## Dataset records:
//! Cookie backed request language resolution for axum services
//!
//! Each request resolves its language from the `lang` cookie, then the
//! `Accept-Language` header, then a configured default. Handlers read it via
//! [`CurrentLanguage`] and may switch it with
//! [`LanguageResolver::change_language`]. The result is written back to the
//! cookie on the way out.

pub mod config;
pub mod handlers;
pub mod middleware;
pub mod models;
pub mod services;
pub mod utils;

#[cfg(test)]
mod tests;

use std::sync::Arc;

use axum::{Router, routing::get};
use tower_http::trace::TraceLayer;
use utoipa::OpenApi;
use utoipa_swagger_ui::SwaggerUi;

pub use config::{Config, CookieConfig};
pub use services::LanguageResolver;
pub use utils::{ApiError, ApiResult, CurrentLanguage, current_language};

/// Shared application state
pub struct AppState {
    pub resolver: Arc<LanguageResolver>,
}

impl AppState {
    pub fn new(resolver: LanguageResolver) -> Self {
        Self { resolver: Arc::new(resolver) }
    }

    /// Build the state from configuration, serving the configured languages
    pub fn from_config(config: &Config) -> Self {
        let mut resolver = LanguageResolver::new(config.language.cookie.clone());

        let allowed = config.language.allowed.clone();
        let default = config.language.default.clone();
        resolver
            .register_allowed_languages(move || allowed.clone())
            .register_default_language(move || default.clone());

        Self::new(resolver)
    }
}

#[derive(OpenApi)]
#[openapi(
    paths(
        handlers::language::get_language,
        handlers::language::change_language,
        handlers::language::list_languages,
        handlers::language::health_check,
    ),
    components(schemas(
        models::CurrentLanguageResponse,
        models::ChangeLanguageRequest,
        models::LanguagesResponse,
        models::HealthResponse,
    )),
    tags(
        (name = "Language", description = "Request language resolution"),
        (name = "System", description = "Service status"),
    )
)]
pub struct ApiDoc;

/// Build the application router
///
/// Every `/api` route runs inside the language middleware.
pub fn build_router(state: Arc<AppState>) -> Router {
    let api_routes = Router::new()
        .route(
            "/api/language",
            get(handlers::language::get_language).post(handlers::language::change_language),
        )
        .route("/api/languages", get(handlers::language::list_languages))
        .route("/api/health", get(handlers::language::health_check))
        .layer(axum::middleware::from_fn_with_state(
            Arc::clone(&state.resolver),
            middleware::language_middleware,
        ))
        .with_state(state);

    Router::new()
        .merge(SwaggerUi::new("/swagger-ui").url("/api-docs/openapi.json", ApiDoc::openapi()))
        .merge(api_routes)
        .layer(TraceLayer::new_for_http())
}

## Task prompt:
Print exactly the lines above from the one with "pub mod config;" to the one with "pub struct AppState", including both.

## Output below:
pub mod config;
pub mod handlers;
pub mod middleware;
pub mod models;
pub mod services;
pub mod utils;

#[cfg(test)]
mod tests;

use std::sync::Arc;

use axum::{Router, routing::get};
use tower_http::trace::TraceLayer;
use utoipa::OpenApi;
use utoipa_swagger_ui::SwaggerUi;

pub use config::{Config, CookieConfig};
pub use services::LanguageResolver;
pub use utils::{ApiError, ApiResult, CurrentLanguage, current_language};

/// Shared application state
pub struct AppState {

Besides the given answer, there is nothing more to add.